- Work item
What lines of the data below hold "alloc"? Show them.

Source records
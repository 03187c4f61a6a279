//! Owned value trees for crossing the embedding boundary.
//!
//! [`Object`] owns all its data and needs no heap: hosts build inputs from
//! it and read results back without holding live handles across
//! collections.

use crate::context::Context;
use crate::exception::{ExcType, RunResult};
use crate::heap::HeapData;
use crate::types::{Dict, List, Set};
use crate::value::Value;

/// A value that can be passed to or returned from the interpreter.
#[derive(Debug, Clone, PartialEq)]
pub enum Object {
    None,
    Bool(bool),
    Int(i64),
    Float(f64),
    Str(String),
    Tuple(Vec<Object>),
    List(Vec<Object>),
    /// Key/value pairs in insertion order.
    Dict(Vec<(Object, Object)>),
    Set(Vec<Object>),
    /// Output-only: a value with no structural mapping, shown by repr.
    Repr(String),
}

/// Conversion depth cap; cyclic structures degrade to `Repr`.
const MAX_DEPTH: usize = 32;

pub(crate) fn value_to_object(ctx: &mut Context, v: Value, depth: usize) -> RunResult<Object> {
    if depth > MAX_DEPTH {
        return Ok(Object::Repr(crate::bytecode::vm::py_repr(ctx, v)?));
    }
    Ok(match v {
        Value::Undefined => Object::None,
        Value::Null => Object::None,
        Value::Bool(b) => Object::Bool(b),
        Value::Int(i) => Object::Int(i),
        Value::Float(f) => Object::Float(f),
        Value::Ref(id) => match ctx.heap.get(id) {
            HeapData::Str(s) => Object::Str(s.to_string()),
            HeapData::Tuple(items) => {
                let items = items.to_vec();
                Object::Tuple(values_to_objects(ctx, &items, depth)?)
            }
            HeapData::List(list) => {
                let items = list.items.clone();
                Object::List(values_to_objects(ctx, &items, depth)?)
            }
            HeapData::Dict(dict) => {
                let pairs: Vec<(Value, Value)> =
                    dict.entries.iter().map(|e| (e.key, e.value)).collect();
                let mut out = Vec::with_capacity(pairs.len());
                for (k, v) in pairs {
                    out.push((
                        value_to_object(ctx, k, depth + 1)?,
                        value_to_object(ctx, v, depth + 1)?,
                    ));
                }
                Object::Dict(out)
            }
            HeapData::Set(set) => {
                let keys: Vec<Value> = set.entries.iter().map(|e| e.key).collect();
                Object::Set(values_to_objects(ctx, &keys, depth)?)
            }
            _ => Object::Repr(crate::bytecode::vm::py_repr(ctx, v)?),
        },
    })
}

fn values_to_objects(ctx: &mut Context, items: &[Value], depth: usize) -> RunResult<Vec<Object>> {
    let mut out = Vec::with_capacity(items.len());
    for item in items {
        out.push(value_to_object(ctx, *item, depth + 1)?);
    }
    Ok(out)
}

pub(crate) fn object_to_value(ctx: &mut Context, obj: &Object) -> RunResult<Value> {
    Ok(match obj {
        Object::None => Value::Null,
        Object::Bool(b) => Value::Bool(*b),
        Object::Int(i) => Value::Int(*i),
        Object::Float(f) => Value::Float(*f),
        Object::Str(s) => ctx.alloc(HeapData::Str(s.clone().into_boxed_str()))?,
        Object::Tuple(items) => {
            let mark = ctx.temp_roots_mark();
            let result = objects_to_pinned_values(ctx, items)
                .and_then(|values| ctx.alloc(HeapData::Tuple(values.into_boxed_slice())));
            ctx.temp_roots_reset(mark);
            result?
        }
        Object::List(items) => {
            let mark = ctx.temp_roots_mark();
            let result = objects_to_pinned_values(ctx, items)
                .and_then(|values| ctx.alloc(HeapData::List(List::new(values))));
            ctx.temp_roots_reset(mark);
            result?
        }
        Object::Dict(pairs) => {
            let dict = ctx.alloc(HeapData::Dict(Dict::new()))?;
            let Value::Ref(dict_id) = dict else {
                unreachable!("alloc returns a heap reference");
            };
            let mark = ctx.temp_roots_mark();
            ctx.temp_roots_push(dict);
            let result = (|ctx: &mut Context| {
                for (k, v) in pairs {
                    let key = object_to_value(ctx, k)?;
                    ctx.temp_roots_push(key);
                    let value = object_to_value(ctx, v)?;
                    ctx.temp_roots_push(value);
                    crate::types::dict::dict_set(ctx, dict_id, key, value)?;
                }
                Ok(dict)
            })(ctx);
            ctx.temp_roots_reset(mark);
            result?
        }
        Object::Set(items) => {
            let set = ctx.alloc(HeapData::Set(Set::new()))?;
            let Value::Ref(set_id) = set else {
                unreachable!("alloc returns a heap reference");
            };
            let mark = ctx.temp_roots_mark();
            ctx.temp_roots_push(set);
            let result = (|ctx: &mut Context| {
                for item in items {
                    let value = object_to_value(ctx, item)?;
                    ctx.temp_roots_push(value);
                    crate::types::set::set_add(ctx, set_id, value)?;
                }
                Ok(set)
            })(ctx);
            ctx.temp_roots_reset(mark);
            result?
        }
        Object::Repr(_) => {
            return Err(ExcType::type_error("repr objects cannot be converted to values"));
        }
    })
}

fn objects_to_pinned_values(ctx: &mut Context, items: &[Object]) -> RunResult<Vec<Value>> {
    let mut out = Vec::with_capacity(items.len());
    for item in items {
        let v = object_to_value(ctx, item)?;
        ctx.temp_roots_push(v);
        out.push(v);
    }
    Ok(out)
}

- Expected output
        Object::Str(s) => ctx.alloc(HeapData::Str(s.clone().into_boxed_str()))?,
                .and_then(|values| ctx.alloc(HeapData::Tuple(values.into_boxed_slice())));
                .and_then(|values| ctx.alloc(HeapData::List(List::new(values))));
            let dict = ctx.alloc(HeapData::Dict(Dict::new()))?;
                unreachable!("alloc returns a heap reference");
            let set = ctx.alloc(HeapData::Set(Set::new()))?;
                unreachable!("alloc returns a heap reference");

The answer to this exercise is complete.